Aggie saw that there was no use in speaking while James Courtenay's head was in such a state as this. All she could do was to help him into bed, and give him something to drink,—food he put from him, but drink he asked for again and again. Water was all he craved, but Aggie was at last obliged to give over, and say she was afraid to give him any more.

James Courtenay's state was speedily made known to his father, and in a few minutes, from old Aggie's conversation with him, the groom was on his way to a neighbouring town to hasten the family physician. The latter soon arrived, and, after a few minutes with James Courtenay, pronounced him to be in brain fever—the end of which, of course, no man could foresee.

And a fearful fever indeed it was. Day after day passed in wild delirium. The burden of all the poor sufferer's cries and thoughts was, that he was a murderer. He used to call himself Cain, and to try to tear the murderer's mark out of his forehead. Sometimes he rolled himself in the sheet, and thought that he was dressed in a funeral cloak attending Jacob Dobbin's funeral, and all the while knowing that he had caused his death. At times the poor patient would attempt to spring from his bed; and now he fancied that he was being whipped with the thorny branches of rose trees; and now that he was being put in prison for stealing from a poor man's garden. At one time he thought all the tenants on the estate were hunting him off it with hounds, while he was fleeing from them on his gray pony as fast as her legs could carry her; and the next moment his pony was entangled hopelessly in the branches of little Dobbin's rose tree, and the dogs were on him, and the huntsmen were halloing, and he was about to be devoured. All these were the terrible ravings of fever; and very awful it was to see the young squire with his hair all shaved off, and vinegar rags over his head, tossing his arms about, and endeavouring at times to burst from his nurses, and leap out upon the floor. The one prevailing thought in all the sick boy's ravings was Jacob Dobbin's rose bush. Jacob, or his rose bush in some form or other, occupied a prominent part in every vision.

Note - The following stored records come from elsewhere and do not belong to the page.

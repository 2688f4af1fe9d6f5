//! Post status state machine.
//!
//! Two states, `draft` and `published`. `published_at` records the *first*
//! publish and is never cleared or overwritten afterwards — unpublishing and
//! republishing keep the original timestamp. `scheduled_for` is advisory
//! metadata only; no activation job lives in this service.

use chrono::{DateTime, Utc};
use serde::{Deserialize, Serialize};

#[derive(Debug, Clone, Copy, Default, PartialEq, Eq, Serialize, Deserialize)]
#[serde(rename_all = "lowercase")]
pub enum PostStatus {
    #[default]
    Draft,
    Published,
}

impl PostStatus {
    pub fn as_str(self) -> &'static str {
        match self {
            PostStatus::Draft => "draft",
            PostStatus::Published => "published",
        }
    }
}

/// Computes the `published_at` value for a save with the given target status.
///
/// Set exactly once: on the first transition to published. Every other save,
/// including unpublish, carries the existing value through unchanged.
pub fn publication_timestamp(
    status: PostStatus,
    existing: Option<DateTime<Utc>>,
    now: DateTime<Utc>,
) -> Option<DateTime<Utc>> {
    match (status, existing) {
        (PostStatus::Published, None) => Some(now),
        (_, existing) => existing,
    }
}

Ah, how terrible are the lashings of conscience! how terrible the effects of sin! For what a small gratification did this unhappy youth bring so much misery upon himself! And is it not often thus? The apostle says, "What fruit had ye then in those things whereof ye are now ashamed?" And what fruit of pleasure had James Courtenay from his plunder of Jacob Dobbin's rose? Where was that rose? It had long since faded; its leaves were mingled with the dust upon which it had been thrown; yet for the sake of the transient enjoyment of possessing that flower a few days before abundance would have made their appearance in his own garden, he had brought upon himself all this woe. Poor, very poor indeed, are the pleasures of sin; and when they have been enjoyed, they are like the ashes of a fire that has burned out. Compare James Courtenay's present troubles,—his torture of mind, his pain of body, his risk of losing his life, and the almost momentary enjoyment which he had in plundering his poor neighbour of his moss-rose,—and see how Satan cheats in his promises of enjoyment from sin.

Dear young reader! let not Satan persuade you that there is any profit in sin—momentary pleasure there may indeed be, but it is soon gone, and then come sorrow and distress. Sin is a sweet cup with bitter dregs, and he who drinks the little sweet that there is, must drink the dregs also. Moments of sin may cause years of sorrow.